石飛は逸見をロンドにも誘い、二時間ほど切り上げた。
タクシーを用意すると言った石飛に、まだ電車がある、と遠慮した逸見だが、実は彼にはある思惑があった。
「また会おう」
と言った石飛に、
「おう」
と方手を挙げ、背を向けて歩き出した逸見は、やがて踵を返し、石飛の後を着けた。
――奴の背後には誰がいるのだ。
逸見は石飛のスポンサーを割り出し、事の次第によっては顧客に情報を与える目算と、自らも提灯を点ける腹積もりがあったのである。
その逸見の後をロンドから出て来た男が着けていた。
石飛は何食わぬ顔で大阪梅田のパリンストンホテルに入って行った。
―しめた!
と、逸見は心の中で両手を叩いた。パリストンホテルの支配人とは昵懇の中だったのである。逸見は支配人を呼び出し、石飛がセミスイートルームを三ヶ月間押さえていること、また一ヶ月毎の精算とし、二百万円の保証金を入れていることも聞き出した。

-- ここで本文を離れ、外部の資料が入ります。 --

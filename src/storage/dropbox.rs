//! Dropbox backend using the HTTP API
//!
//! A short-lived access token is exchanged from the configured refresh token
//! for every operation. Files above [`SINGLE_UPLOAD_LIMIT`] go through an
//! upload session.

use super::{
    do_prune, select_for_pruning, Artifact, LogFn, LogLevel, PrunePolicy, PruneStats, StorageBackend, StorageContext,
    StorageError,
};
use crate::config::DropboxConfig;
use async_trait::async_trait;
use chrono::{DateTime, Utc};
use futures::stream::{self, StreamExt};
use reqwest::{Body, Client, RequestBuilder, Response};
use serde::de::DeserializeOwned;
use serde::Deserialize;
use serde_json::json;
use std::path::Path;
use std::time::Duration;
use tokio::io::AsyncReadExt;
use tokio_util::io::ReaderStream;

const NAME: &str = "Dropbox";

/// Largest file sent in a single `files/upload` request
pub const SINGLE_UPLOAD_LIMIT: u64 = 150 * 1024 * 1024;

/// Chunk size for upload sessions
const CHUNK_SIZE: usize = 8 * 1024 * 1024;

#[derive(Debug, Deserialize)]
struct TokenResponse {
    access_token: String,
}

#[derive(Debug, Deserialize)]
struct SessionStart {
    session_id: String,
}

#[derive(Debug, Deserialize)]
struct ListFolderResponse {
    entries: Vec<FolderEntry>,
    cursor: String,
    has_more: bool,
}

#[derive(Debug, Deserialize)]
struct FolderEntry {
    #[serde(rename = ".tag")]
    tag: String,
    name: String,
    path_display: Option<String>,
    server_modified: Option<String>,
}

/// One page of a folder listing
#[derive(Debug)]
pub struct ListingPage {
    pub files: Vec<Artifact>,
    pub cursor: Option<String>,
}

pub struct DropboxStorage {
    config: DropboxConfig,
    client: Client,
    log: LogFn,
}

impl DropboxStorage {
    pub fn new(config: DropboxConfig, log: LogFn) -> Result<Self, StorageError> {
        if config.refresh_token.is_empty() || config.app_key.is_empty() || config.app_secret.is_empty() {
            return Err(StorageError::new(
                NAME,
                "refresh token, app key and app secret are required to use the Dropbox backend",
            ));
        }
        let client = Client::builder()
            .connect_timeout(Duration::from_secs(30))
            .build()
            .storage_context(NAME, || "error creating HTTP client")?;

        Ok(Self { config, client, log })
    }

    /// Absolute Dropbox path for a file in the remote directory
    pub fn remote_file(&self, name: &str) -> String {
        let dir = self.config.remote_path.trim_matches('/');
        if dir.is_empty() {
            format!("/{}", name)
        } else {
            format!("/{}/{}", dir, name)
        }
    }

    fn remote_dir(&self) -> String {
        let dir = self.config.remote_path.trim_matches('/');
        if dir.is_empty() {
            String::new()
        } else {
            format!("/{}", dir)
        }
    }

    fn api(&self, route: &str) -> String {
        format!("{}2/{}", ensure_slash(&self.config.endpoint), route)
    }

    fn content(&self, route: &str) -> String {
        format!("{}2/{}", ensure_slash(&self.config.content_endpoint), route)
    }

    async fn access_token(&self) -> Result<String, StorageError> {
        let url = format!("{}oauth2/token", ensure_slash(&self.config.oauth2_endpoint));
        let response = self
            .client
            .post(&url)
            .form(&[
                ("grant_type", "refresh_token"),
                ("refresh_token", self.config.refresh_token.as_str()),
                ("client_id", self.config.app_key.as_str()),
                ("client_secret", self.config.app_secret.as_str()),
            ])
            .send()
            .await
            .storage_context(NAME, || "error refreshing access token")?;

        let token: TokenResponse = decode(response, "refreshing access token").await?;
        Ok(token.access_token)
    }

    async fn rpc<T: DeserializeOwned>(&self, token: &str, route: &str, body: serde_json::Value) -> Result<T, StorageError> {
        let response = self
            .client
            .post(self.api(route))
            .bearer_auth(token)
            .json(&body)
            .send()
            .await
            .storage_context(NAME, || format!("error calling {}", route))?;
        decode(response, route).await
    }

    fn content_request(&self, token: &str, route: &str, arg: serde_json::Value) -> RequestBuilder {
        self.client
            .post(self.content(route))
            .bearer_auth(token)
            .header("Dropbox-API-Arg", arg.to_string())
            .header("Content-Type", "application/octet-stream")
    }

    async fn upload_single(&self, token: &str, file: &Path, remote: &str) -> Result<(), StorageError> {
        let handle = tokio::fs::File::open(file)
            .await
            .storage_context(NAME, || format!("error opening file {:?}", file))?;
        let response = self
            .content_request(token, "files/upload", json!({ "path": remote, "mode": "overwrite" }))
            .body(Body::wrap_stream(ReaderStream::new(handle)))
            .send()
            .await
            .storage_context(NAME, || format!("error uploading {}", remote))?;
        decode::<serde_json::Value>(response, "files/upload").await?;
        Ok(())
    }

    async fn upload_session(&self, token: &str, file: &Path, remote: &str) -> Result<(), StorageError> {
        let mut handle = tokio::fs::File::open(file)
            .await
            .storage_context(NAME, || format!("error opening file {:?}", file))?;

        let first = read_chunk(&mut handle).await?;
        let mut offset = first.len() as u64;
        let response = self
            .content_request(token, "files/upload_session/start", json!({ "close": false }))
            .body(first)
            .send()
            .await
            .storage_context(NAME, || "error starting upload session")?;
        let session: SessionStart = decode(response, "files/upload_session/start").await?;

        loop {
            let chunk = read_chunk(&mut handle).await?;
            if chunk.is_empty() {
                break;
            }
            let length = chunk.len() as u64;
            let arg = json!({
                "cursor": { "session_id": session.session_id, "offset": offset },
                "close": false,
            });
            let response = self
                .content_request(token, "files/upload_session/append_v2", arg)
                .body(chunk)
                .send()
                .await
                .storage_context(NAME, || format!("error appending to upload session at offset {}", offset))?;
            decode::<serde_json::Value>(response, "files/upload_session/append_v2").await?;
            offset += length;
        }

        let arg = json!({
            "cursor": { "session_id": session.session_id, "offset": offset },
            "commit": { "path": remote, "mode": "overwrite" },
        });
        let response = self
            .content_request(token, "files/upload_session/finish", arg)
            .body(Vec::new())
            .send()
            .await
            .storage_context(NAME, || "error finishing upload session")?;
        decode::<serde_json::Value>(response, "files/upload_session/finish").await?;
        Ok(())
    }

    async fn list(&self, token: &str) -> Result<Vec<Artifact>, StorageError> {
        let first: serde_json::Value = self
            .rpc(token, "files/list_folder", json!({ "path": self.remote_dir() }))
            .await?;
        let mut page = parse_listing(first)?;
        let mut files = std::mem::take(&mut page.files);

        while let Some(cursor) = page.cursor.take() {
            let next: serde_json::Value = self
                .rpc(token, "files/list_folder/continue", json!({ "cursor": cursor }))
                .await?;
            page = parse_listing(next)?;
            files.append(&mut page.files);
        }
        Ok(files)
    }

    async fn delete(&self, token: &str, artifacts: &[Artifact]) -> Result<(), StorageError> {
        let concurrency = self.config.concurrency_level.get() as usize;
        let deletions: Vec<_> = artifacts
            .iter()
            .map(|artifact| async move {
                self.rpc::<serde_json::Value>(token, "files/delete_v2", json!({ "path": artifact.name }))
                    .await
                    .err()
                    .map(|e| format!("{}: {}", artifact.name, e))
            })
            .collect();
        let failures: Vec<String> = stream::iter(deletions)
            .buffer_unordered(concurrency.max(1))
            .filter_map(|failure| async move { failure })
            .collect()
            .await;

        if failures.is_empty() {
            Ok(())
        } else {
            Err(StorageError::new(
                NAME,
                format!("{} error(s) deleting files: {}", failures.len(), failures.join(", ")),
            ))
        }
    }
}

fn ensure_slash(endpoint: &str) -> String {
    if endpoint.ends_with('/') {
        endpoint.to_string()
    } else {
        format!("{}/", endpoint)
    }
}

/// Fill a buffer of up to [`CHUNK_SIZE`] bytes, returning less only at end of file
async fn read_chunk(file: &mut tokio::fs::File) -> Result<Vec<u8>, StorageError> {
    let mut buffer = vec![0u8; CHUNK_SIZE];
    let mut filled = 0;
    while filled < CHUNK_SIZE {
        let read = file
            .read(&mut buffer[filled..])
            .await
            .storage_context(NAME, || "error reading archive")?;
        if read == 0 {
            break;
        }
        filled += read;
    }
    buffer.truncate(filled);
    Ok(buffer)
}

async fn decode<T: DeserializeOwned>(response: Response, what: &str) -> Result<T, StorageError> {
    let status = response.status();
    let body = response
        .text()
        .await
        .storage_context(NAME, || format!("error reading response of {}", what))?;
    if !status.is_success() {
        return Err(StorageError::new(NAME, format!("{} failed with status {}: {}", what, status, body)));
    }
    serde_json::from_str(&body).storage_context(NAME, || format!("error decoding response of {}", what))
}

/// Parse a `list_folder` result, keeping files only
pub fn parse_listing(value: serde_json::Value) -> Result<ListingPage, StorageError> {
    let response: ListFolderResponse =
        serde_json::from_value(value).storage_context(NAME, || "error decoding folder listing")?;

    let mut files = Vec::new();
    for entry in response.entries.into_iter().filter(|e| e.tag == "file") {
        let Some(stamp) = entry.server_modified.as_deref() else {
            continue;
        };
        let modified = DateTime::parse_from_rfc3339(stamp)
            .storage_context(NAME, || format!("invalid server_modified for {}", entry.name))?;
        files.push(Artifact {
            name: entry.path_display.unwrap_or(entry.name),
            modified: modified.with_timezone(&Utc),
        });
    }

    Ok(ListingPage {
        files,
        cursor: response.has_more.then_some(response.cursor),
    })
}

#[async_trait]
impl StorageBackend for DropboxStorage {
    fn name(&self) -> &'static str {
        NAME
    }

    async fn copy(&self, file: &Path) -> Result<String, StorageError> {
        let name = file
            .file_name()
            .ok_or_else(|| StorageError::new(NAME, format!("{:?} has no file name", file)))?
            .to_string_lossy()
            .into_owned();
        let remote = self.remote_file(&name);
        let size = tokio::fs::metadata(file)
            .await
            .storage_context(NAME, || format!("error reading size of {:?}", file))?
            .len();

        let token = self.access_token().await?;
        if size <= SINGLE_UPLOAD_LIMIT {
            self.upload_single(&token, file, &remote).await?;
        } else {
            self.upload_session(&token, file, &remote).await?;
        }

        (self.log)(
            LogLevel::Info,
            NAME,
            &format!("Uploaded a copy of backup `{}` to Dropbox at path `{}`.", file.display(), remote),
        );
        Ok(remote)
    }

    async fn prune(&self, policy: &PrunePolicy, now: DateTime<Utc>) -> Result<PruneStats, StorageError> {
        let Some(deadline) = policy.deadline(now) else {
            return Ok(PruneStats::default());
        };

        let token = self.access_token().await?;
        let artifacts = self.list(&token).await?;
        let (total, matches) = select_for_pruning(policy, now, artifacts, |a| super::base_name(&a.name));

        do_prune(NAME, &self.log, matches.len(), total, deadline, || self.delete(&token, &matches)).await
    }
}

ホテル側が宿泊客の個人情報の秘密保持を厳守しなくてはならないのは当然である。だが二人は、逸見がバブル時代にこのホテルを良く利用したのを機会に、ときどき有力な情報を流し、儲けの中から幾許かのキャッシュバックを受ける関係にあった。
逸見は石飛を訪ねて来る人物の特定を支配人に依頼し、帰宅の途に着いた。むろん彼は、過度な期待を寄せていたわけではない。訪問客がフロントを通さずに、直接部屋に出向けばどうにもならないし、それが普通だからである。
ところが、翌日の夕方だった。支配人からの連絡を受けた逸見は、石飛将夫を訪ねた人物の名を聞いて驚愕した。
支配人から告げられた名は「峰松重一」だったのである。
当初逸見は、その名を聞いてもピンとこなかった。暴力団が株式や商品相場に手を出していることは知っている。目的はマネーロンダリングである。不正な手段で得た収益を相場を通すことによって、真っ当な金に再生させる資金洗浄だ。
しかし、神栄会は武闘派組織だったので、そのような経済活動はして来なかった。為に、逸見の脳裡に名が浮かばなかったのだった。
――神栄会が資金洗浄として株式相場に手を出すのか? その先兵役を石飛が任された……。
逸見は思わず身震いした。神栄会の寺島会長は、神王組本家の若頭であり、七代目の最有力候補である。峰松重一はその神栄会の若頭である。株式相場など下の者に任せ、いちいち口出しすることはないはずである。それが、自ら石飛の許に足を運んだのだ。容易ならざる仕掛けを施すに違いない。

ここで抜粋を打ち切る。